The answer should be one number, the count of lines in the data with "level".

(Records excerpted from a collection)
□ □ □ □

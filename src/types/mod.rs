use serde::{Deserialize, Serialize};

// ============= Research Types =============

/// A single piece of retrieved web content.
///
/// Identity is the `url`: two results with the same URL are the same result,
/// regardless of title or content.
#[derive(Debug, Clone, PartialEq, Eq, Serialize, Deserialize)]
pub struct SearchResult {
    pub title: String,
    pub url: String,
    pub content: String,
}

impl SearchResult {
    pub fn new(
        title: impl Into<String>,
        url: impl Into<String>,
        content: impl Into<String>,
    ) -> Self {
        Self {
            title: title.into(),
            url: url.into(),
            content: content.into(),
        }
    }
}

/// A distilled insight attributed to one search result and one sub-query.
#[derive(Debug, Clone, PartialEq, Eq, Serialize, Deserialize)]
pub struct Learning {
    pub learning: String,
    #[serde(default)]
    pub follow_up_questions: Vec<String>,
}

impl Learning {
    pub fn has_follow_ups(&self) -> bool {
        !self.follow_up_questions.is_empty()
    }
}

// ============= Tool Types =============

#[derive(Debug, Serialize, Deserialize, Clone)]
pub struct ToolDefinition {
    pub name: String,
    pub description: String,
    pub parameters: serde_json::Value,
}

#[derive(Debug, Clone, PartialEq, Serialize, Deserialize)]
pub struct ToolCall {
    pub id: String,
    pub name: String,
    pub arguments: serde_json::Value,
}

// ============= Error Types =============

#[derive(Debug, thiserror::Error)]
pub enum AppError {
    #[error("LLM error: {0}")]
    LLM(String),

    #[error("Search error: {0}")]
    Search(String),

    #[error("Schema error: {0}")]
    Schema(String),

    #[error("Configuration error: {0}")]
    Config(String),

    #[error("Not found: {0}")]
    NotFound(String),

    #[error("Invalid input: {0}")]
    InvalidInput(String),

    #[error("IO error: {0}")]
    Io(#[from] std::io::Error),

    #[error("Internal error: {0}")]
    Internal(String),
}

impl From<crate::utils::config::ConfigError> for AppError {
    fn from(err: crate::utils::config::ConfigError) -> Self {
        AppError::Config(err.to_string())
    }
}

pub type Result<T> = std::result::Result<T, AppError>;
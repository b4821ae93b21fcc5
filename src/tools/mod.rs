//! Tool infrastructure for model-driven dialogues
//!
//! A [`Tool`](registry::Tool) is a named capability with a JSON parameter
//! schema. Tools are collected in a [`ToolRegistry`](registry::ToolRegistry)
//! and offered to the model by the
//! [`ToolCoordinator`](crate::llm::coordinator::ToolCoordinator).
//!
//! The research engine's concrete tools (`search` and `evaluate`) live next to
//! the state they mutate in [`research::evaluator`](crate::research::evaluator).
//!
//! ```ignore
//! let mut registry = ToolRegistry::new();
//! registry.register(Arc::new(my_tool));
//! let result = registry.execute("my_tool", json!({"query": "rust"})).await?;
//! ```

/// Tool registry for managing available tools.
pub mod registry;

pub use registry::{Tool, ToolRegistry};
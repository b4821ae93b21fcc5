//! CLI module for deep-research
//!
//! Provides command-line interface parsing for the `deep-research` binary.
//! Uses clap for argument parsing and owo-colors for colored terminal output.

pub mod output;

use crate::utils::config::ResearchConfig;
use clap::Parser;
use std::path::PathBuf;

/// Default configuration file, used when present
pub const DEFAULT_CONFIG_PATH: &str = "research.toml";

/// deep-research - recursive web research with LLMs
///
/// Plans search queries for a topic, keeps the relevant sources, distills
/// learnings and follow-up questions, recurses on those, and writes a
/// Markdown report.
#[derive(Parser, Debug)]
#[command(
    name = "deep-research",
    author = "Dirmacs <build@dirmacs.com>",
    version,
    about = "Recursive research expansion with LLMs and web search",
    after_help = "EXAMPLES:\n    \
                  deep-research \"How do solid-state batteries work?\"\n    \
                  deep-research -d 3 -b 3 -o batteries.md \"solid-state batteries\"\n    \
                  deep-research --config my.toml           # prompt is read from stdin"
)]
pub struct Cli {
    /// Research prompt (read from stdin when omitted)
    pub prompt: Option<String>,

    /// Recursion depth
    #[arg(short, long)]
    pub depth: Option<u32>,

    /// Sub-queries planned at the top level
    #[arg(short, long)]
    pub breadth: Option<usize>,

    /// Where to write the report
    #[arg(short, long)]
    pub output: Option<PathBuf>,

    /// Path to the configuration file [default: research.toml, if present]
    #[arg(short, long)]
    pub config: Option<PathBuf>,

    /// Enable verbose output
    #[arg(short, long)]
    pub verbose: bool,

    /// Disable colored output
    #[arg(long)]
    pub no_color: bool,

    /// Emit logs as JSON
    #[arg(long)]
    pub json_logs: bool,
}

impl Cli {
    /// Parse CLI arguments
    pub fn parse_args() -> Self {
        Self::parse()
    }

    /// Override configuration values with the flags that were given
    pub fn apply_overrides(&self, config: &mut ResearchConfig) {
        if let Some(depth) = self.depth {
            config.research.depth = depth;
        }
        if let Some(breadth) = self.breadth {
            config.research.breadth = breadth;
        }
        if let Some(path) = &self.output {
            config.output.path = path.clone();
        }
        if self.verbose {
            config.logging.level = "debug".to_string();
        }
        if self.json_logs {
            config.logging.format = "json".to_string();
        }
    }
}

□ □ □ □

# The completed task
2